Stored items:
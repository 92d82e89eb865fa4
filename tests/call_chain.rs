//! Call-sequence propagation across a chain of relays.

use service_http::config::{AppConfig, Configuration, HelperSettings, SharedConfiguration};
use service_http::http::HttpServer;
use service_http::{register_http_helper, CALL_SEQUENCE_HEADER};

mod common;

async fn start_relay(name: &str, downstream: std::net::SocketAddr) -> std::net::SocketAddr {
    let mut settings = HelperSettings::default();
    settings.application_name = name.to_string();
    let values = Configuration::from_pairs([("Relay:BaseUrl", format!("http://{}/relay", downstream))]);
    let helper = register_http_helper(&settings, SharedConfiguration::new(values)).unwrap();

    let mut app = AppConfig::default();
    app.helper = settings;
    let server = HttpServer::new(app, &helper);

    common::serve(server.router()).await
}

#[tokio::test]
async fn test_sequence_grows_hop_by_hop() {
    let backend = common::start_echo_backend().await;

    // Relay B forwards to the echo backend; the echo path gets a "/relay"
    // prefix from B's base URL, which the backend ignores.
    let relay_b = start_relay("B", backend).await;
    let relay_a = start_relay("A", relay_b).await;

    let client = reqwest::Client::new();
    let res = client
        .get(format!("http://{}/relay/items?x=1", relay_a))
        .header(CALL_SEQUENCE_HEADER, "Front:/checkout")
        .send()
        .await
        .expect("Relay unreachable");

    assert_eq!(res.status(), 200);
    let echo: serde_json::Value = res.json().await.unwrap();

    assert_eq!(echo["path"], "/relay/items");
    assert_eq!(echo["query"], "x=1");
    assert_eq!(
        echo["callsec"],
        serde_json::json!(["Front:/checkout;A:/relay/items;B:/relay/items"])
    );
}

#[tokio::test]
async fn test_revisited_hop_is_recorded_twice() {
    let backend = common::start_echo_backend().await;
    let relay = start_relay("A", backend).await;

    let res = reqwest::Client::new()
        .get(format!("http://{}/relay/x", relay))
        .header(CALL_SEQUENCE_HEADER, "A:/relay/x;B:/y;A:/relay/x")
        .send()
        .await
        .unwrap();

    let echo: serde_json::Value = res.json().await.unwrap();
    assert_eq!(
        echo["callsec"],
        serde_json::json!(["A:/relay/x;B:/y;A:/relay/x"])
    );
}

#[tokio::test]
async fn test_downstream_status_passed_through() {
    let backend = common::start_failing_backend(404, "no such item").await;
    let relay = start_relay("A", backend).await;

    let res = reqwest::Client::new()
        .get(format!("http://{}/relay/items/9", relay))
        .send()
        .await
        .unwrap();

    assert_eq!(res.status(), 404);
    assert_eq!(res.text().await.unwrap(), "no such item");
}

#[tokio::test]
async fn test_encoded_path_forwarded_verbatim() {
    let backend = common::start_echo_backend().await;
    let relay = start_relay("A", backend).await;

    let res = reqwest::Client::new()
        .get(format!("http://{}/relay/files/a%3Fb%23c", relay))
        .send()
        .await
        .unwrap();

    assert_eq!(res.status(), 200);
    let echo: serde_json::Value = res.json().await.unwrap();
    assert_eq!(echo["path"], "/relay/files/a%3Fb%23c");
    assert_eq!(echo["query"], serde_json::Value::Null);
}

...

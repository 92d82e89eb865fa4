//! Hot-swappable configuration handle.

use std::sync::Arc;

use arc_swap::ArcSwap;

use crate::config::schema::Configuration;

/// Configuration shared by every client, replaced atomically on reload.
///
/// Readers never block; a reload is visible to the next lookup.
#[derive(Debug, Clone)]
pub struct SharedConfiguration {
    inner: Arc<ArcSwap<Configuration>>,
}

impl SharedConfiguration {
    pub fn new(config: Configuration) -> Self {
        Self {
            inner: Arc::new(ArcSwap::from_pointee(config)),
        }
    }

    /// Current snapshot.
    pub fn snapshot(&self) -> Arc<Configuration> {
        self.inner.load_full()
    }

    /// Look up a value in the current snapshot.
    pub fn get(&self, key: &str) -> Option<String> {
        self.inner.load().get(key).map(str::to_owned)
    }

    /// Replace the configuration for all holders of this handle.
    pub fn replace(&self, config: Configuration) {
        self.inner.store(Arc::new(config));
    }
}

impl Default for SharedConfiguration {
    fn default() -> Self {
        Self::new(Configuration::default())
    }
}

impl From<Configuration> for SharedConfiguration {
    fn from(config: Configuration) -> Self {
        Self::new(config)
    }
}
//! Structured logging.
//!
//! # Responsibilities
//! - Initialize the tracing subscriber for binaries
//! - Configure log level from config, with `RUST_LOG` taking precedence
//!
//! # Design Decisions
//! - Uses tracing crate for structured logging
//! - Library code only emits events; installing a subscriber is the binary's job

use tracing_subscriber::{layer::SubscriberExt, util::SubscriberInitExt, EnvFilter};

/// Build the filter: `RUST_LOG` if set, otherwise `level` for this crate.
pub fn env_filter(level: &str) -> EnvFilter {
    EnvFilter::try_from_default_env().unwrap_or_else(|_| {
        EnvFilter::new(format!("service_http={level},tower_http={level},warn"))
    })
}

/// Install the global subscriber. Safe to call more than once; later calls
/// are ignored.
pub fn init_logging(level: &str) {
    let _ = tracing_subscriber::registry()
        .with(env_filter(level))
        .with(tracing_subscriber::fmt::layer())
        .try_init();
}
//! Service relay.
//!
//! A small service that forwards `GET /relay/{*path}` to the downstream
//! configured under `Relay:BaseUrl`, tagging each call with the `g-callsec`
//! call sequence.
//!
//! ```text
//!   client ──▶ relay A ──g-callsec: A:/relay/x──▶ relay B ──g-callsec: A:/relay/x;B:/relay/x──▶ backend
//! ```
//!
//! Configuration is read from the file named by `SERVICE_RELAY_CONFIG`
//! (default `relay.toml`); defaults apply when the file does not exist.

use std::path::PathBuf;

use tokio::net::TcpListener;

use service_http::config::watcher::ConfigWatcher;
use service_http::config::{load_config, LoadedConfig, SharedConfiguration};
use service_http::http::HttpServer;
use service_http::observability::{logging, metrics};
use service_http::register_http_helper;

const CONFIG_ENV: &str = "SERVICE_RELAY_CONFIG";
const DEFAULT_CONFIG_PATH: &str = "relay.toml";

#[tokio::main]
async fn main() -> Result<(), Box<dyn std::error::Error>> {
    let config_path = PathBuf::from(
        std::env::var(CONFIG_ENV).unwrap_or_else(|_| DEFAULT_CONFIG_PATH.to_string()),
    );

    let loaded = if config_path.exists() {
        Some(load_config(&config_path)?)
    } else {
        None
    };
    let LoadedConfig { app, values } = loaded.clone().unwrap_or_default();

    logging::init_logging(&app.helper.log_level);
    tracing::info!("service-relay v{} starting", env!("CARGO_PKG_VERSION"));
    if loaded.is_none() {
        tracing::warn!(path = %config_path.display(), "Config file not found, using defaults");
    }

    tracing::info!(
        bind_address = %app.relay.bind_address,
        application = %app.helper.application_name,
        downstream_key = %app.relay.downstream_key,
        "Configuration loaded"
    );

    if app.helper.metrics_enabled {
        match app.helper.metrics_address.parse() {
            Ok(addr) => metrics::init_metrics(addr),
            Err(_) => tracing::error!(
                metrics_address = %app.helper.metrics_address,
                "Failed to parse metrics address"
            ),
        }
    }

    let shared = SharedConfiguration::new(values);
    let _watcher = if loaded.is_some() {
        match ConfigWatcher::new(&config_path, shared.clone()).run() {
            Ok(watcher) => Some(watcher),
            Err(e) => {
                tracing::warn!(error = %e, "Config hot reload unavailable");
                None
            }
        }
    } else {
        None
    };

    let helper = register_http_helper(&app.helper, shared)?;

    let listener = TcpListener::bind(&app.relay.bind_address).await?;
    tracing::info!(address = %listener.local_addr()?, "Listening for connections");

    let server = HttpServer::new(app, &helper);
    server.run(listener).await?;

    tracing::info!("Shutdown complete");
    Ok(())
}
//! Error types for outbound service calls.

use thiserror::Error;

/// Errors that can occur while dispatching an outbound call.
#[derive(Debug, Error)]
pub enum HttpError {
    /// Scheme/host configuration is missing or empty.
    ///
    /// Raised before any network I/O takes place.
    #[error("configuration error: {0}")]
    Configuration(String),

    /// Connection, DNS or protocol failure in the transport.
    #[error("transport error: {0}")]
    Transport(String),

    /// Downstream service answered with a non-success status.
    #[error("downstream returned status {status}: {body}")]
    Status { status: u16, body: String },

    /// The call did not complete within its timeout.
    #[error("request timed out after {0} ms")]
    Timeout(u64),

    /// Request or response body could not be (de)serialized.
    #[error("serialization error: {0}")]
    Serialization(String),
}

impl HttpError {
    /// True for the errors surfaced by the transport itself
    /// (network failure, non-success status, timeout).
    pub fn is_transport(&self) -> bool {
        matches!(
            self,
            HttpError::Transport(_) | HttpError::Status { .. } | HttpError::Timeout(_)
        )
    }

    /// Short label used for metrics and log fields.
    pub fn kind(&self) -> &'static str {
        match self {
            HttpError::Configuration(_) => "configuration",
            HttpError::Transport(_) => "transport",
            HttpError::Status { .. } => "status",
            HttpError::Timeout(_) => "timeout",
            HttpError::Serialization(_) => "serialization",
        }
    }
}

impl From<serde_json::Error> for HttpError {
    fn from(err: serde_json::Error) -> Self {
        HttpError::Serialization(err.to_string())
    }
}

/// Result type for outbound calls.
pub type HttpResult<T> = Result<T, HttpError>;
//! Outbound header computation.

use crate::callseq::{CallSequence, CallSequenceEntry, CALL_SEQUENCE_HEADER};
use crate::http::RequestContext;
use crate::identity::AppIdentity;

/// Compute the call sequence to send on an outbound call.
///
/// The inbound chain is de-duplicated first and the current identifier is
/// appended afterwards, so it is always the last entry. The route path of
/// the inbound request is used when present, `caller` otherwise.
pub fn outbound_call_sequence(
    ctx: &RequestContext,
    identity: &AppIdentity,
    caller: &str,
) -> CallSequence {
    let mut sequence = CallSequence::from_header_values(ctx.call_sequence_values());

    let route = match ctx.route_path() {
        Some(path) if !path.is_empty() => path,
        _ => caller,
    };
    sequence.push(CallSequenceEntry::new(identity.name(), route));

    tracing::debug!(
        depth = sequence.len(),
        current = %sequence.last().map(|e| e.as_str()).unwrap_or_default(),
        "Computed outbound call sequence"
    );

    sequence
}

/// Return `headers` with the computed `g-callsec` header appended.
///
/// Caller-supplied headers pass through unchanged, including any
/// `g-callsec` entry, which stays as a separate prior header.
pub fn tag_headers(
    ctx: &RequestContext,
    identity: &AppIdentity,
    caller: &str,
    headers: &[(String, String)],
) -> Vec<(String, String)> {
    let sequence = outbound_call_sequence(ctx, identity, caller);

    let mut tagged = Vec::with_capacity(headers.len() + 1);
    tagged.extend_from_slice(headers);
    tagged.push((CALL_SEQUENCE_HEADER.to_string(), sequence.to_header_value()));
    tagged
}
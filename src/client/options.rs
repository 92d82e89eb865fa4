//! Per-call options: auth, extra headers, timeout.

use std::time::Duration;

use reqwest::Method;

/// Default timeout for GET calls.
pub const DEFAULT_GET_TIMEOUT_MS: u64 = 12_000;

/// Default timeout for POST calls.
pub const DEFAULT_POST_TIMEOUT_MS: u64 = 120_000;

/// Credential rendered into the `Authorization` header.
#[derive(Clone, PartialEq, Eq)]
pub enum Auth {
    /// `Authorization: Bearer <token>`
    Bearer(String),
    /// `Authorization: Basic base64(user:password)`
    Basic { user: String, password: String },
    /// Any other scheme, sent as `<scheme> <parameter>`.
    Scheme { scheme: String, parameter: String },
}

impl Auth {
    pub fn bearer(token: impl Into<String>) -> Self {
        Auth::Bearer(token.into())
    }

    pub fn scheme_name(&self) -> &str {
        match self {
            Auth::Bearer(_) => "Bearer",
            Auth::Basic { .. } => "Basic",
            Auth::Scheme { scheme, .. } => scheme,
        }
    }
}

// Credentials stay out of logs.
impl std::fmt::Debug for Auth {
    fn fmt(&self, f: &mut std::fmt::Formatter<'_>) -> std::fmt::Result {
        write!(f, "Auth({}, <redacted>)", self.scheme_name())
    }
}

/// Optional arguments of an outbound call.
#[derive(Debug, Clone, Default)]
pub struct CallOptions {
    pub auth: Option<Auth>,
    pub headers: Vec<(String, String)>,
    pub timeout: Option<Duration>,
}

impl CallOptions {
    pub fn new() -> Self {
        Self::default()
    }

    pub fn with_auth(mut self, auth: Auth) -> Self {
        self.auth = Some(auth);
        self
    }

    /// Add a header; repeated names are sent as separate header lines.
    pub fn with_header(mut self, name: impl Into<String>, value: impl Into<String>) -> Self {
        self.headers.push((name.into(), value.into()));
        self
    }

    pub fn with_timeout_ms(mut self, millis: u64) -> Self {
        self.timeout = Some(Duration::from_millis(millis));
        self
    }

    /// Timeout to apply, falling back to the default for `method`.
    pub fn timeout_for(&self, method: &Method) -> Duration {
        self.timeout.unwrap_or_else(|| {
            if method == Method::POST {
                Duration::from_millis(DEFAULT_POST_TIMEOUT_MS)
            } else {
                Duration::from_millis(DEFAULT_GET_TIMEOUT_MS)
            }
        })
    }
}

* * *

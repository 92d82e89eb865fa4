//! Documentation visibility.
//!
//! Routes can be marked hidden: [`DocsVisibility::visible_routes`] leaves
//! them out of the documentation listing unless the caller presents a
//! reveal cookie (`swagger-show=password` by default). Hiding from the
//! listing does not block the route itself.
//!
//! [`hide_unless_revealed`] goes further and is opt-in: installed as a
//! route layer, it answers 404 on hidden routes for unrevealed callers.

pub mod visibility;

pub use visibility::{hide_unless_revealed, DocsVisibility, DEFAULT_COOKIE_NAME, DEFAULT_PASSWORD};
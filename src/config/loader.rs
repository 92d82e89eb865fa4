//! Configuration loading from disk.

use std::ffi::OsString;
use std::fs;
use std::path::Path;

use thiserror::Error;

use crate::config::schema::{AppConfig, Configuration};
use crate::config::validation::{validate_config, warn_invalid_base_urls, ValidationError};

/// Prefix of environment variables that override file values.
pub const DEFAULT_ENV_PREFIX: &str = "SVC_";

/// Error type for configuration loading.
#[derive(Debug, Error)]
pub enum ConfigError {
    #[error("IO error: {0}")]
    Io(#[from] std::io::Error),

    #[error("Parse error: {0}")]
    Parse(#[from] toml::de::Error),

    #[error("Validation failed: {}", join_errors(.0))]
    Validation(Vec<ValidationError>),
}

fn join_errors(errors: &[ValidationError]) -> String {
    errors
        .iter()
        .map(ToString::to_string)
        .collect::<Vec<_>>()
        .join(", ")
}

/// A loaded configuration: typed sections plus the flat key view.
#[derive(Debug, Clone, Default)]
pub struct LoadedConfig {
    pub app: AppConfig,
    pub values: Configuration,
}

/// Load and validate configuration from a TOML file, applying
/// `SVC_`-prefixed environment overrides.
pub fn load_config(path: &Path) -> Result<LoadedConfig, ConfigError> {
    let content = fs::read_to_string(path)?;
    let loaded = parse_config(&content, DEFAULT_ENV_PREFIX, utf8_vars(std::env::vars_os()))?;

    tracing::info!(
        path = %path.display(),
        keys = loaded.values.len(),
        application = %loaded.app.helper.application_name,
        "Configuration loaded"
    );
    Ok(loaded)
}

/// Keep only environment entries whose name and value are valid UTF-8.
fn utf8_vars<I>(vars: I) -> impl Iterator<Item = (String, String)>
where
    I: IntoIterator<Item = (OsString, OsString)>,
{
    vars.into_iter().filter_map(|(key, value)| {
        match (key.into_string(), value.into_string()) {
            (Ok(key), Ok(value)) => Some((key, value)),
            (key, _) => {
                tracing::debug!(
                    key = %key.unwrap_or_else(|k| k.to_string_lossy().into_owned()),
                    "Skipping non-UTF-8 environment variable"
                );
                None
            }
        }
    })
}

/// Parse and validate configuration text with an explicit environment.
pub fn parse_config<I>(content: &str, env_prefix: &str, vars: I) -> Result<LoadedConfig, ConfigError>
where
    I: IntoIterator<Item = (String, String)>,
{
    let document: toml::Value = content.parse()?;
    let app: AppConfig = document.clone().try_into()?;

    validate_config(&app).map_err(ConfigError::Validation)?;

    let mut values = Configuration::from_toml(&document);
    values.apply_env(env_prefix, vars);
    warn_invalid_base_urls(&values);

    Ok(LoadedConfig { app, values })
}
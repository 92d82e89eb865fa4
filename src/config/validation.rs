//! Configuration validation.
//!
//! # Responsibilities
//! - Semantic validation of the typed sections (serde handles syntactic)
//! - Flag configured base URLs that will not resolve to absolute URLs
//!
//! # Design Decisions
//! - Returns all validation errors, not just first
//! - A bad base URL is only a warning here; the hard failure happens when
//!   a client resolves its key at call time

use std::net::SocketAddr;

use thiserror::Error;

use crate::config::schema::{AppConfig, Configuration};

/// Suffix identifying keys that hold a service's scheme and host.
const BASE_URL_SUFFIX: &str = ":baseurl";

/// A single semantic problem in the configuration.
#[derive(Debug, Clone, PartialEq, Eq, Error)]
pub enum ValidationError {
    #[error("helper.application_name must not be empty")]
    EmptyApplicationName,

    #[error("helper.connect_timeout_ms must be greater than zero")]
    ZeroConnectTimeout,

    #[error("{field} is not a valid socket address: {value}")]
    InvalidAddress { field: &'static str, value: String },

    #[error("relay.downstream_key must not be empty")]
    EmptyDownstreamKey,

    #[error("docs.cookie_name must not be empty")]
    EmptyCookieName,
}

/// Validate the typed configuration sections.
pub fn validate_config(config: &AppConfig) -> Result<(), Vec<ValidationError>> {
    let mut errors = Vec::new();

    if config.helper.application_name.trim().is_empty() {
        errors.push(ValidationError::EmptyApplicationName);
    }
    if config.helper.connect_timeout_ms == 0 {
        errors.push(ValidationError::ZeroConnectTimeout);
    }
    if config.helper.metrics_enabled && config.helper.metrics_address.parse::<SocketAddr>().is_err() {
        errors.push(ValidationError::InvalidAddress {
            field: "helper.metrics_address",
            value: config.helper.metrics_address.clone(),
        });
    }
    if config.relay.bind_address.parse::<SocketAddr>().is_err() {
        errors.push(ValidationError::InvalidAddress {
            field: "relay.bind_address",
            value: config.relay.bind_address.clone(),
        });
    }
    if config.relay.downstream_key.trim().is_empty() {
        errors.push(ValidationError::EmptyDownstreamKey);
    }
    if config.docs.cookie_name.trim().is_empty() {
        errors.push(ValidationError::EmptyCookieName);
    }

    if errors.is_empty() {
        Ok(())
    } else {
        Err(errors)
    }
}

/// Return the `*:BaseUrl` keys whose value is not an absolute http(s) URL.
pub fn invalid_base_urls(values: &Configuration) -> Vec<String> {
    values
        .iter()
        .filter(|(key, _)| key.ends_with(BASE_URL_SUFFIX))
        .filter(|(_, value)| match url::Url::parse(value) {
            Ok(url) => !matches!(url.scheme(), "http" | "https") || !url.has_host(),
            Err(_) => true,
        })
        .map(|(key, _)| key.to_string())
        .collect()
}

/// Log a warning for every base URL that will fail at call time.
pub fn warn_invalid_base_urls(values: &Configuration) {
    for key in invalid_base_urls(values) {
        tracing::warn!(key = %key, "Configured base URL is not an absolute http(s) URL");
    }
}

TASK PROMPT:
Copy each line above that has the word "query".

WRITTEN SOLUTION:
    assert_eq!(echo["query"], "x=1");
    assert_eq!(echo["query"], serde_json::Value::Null);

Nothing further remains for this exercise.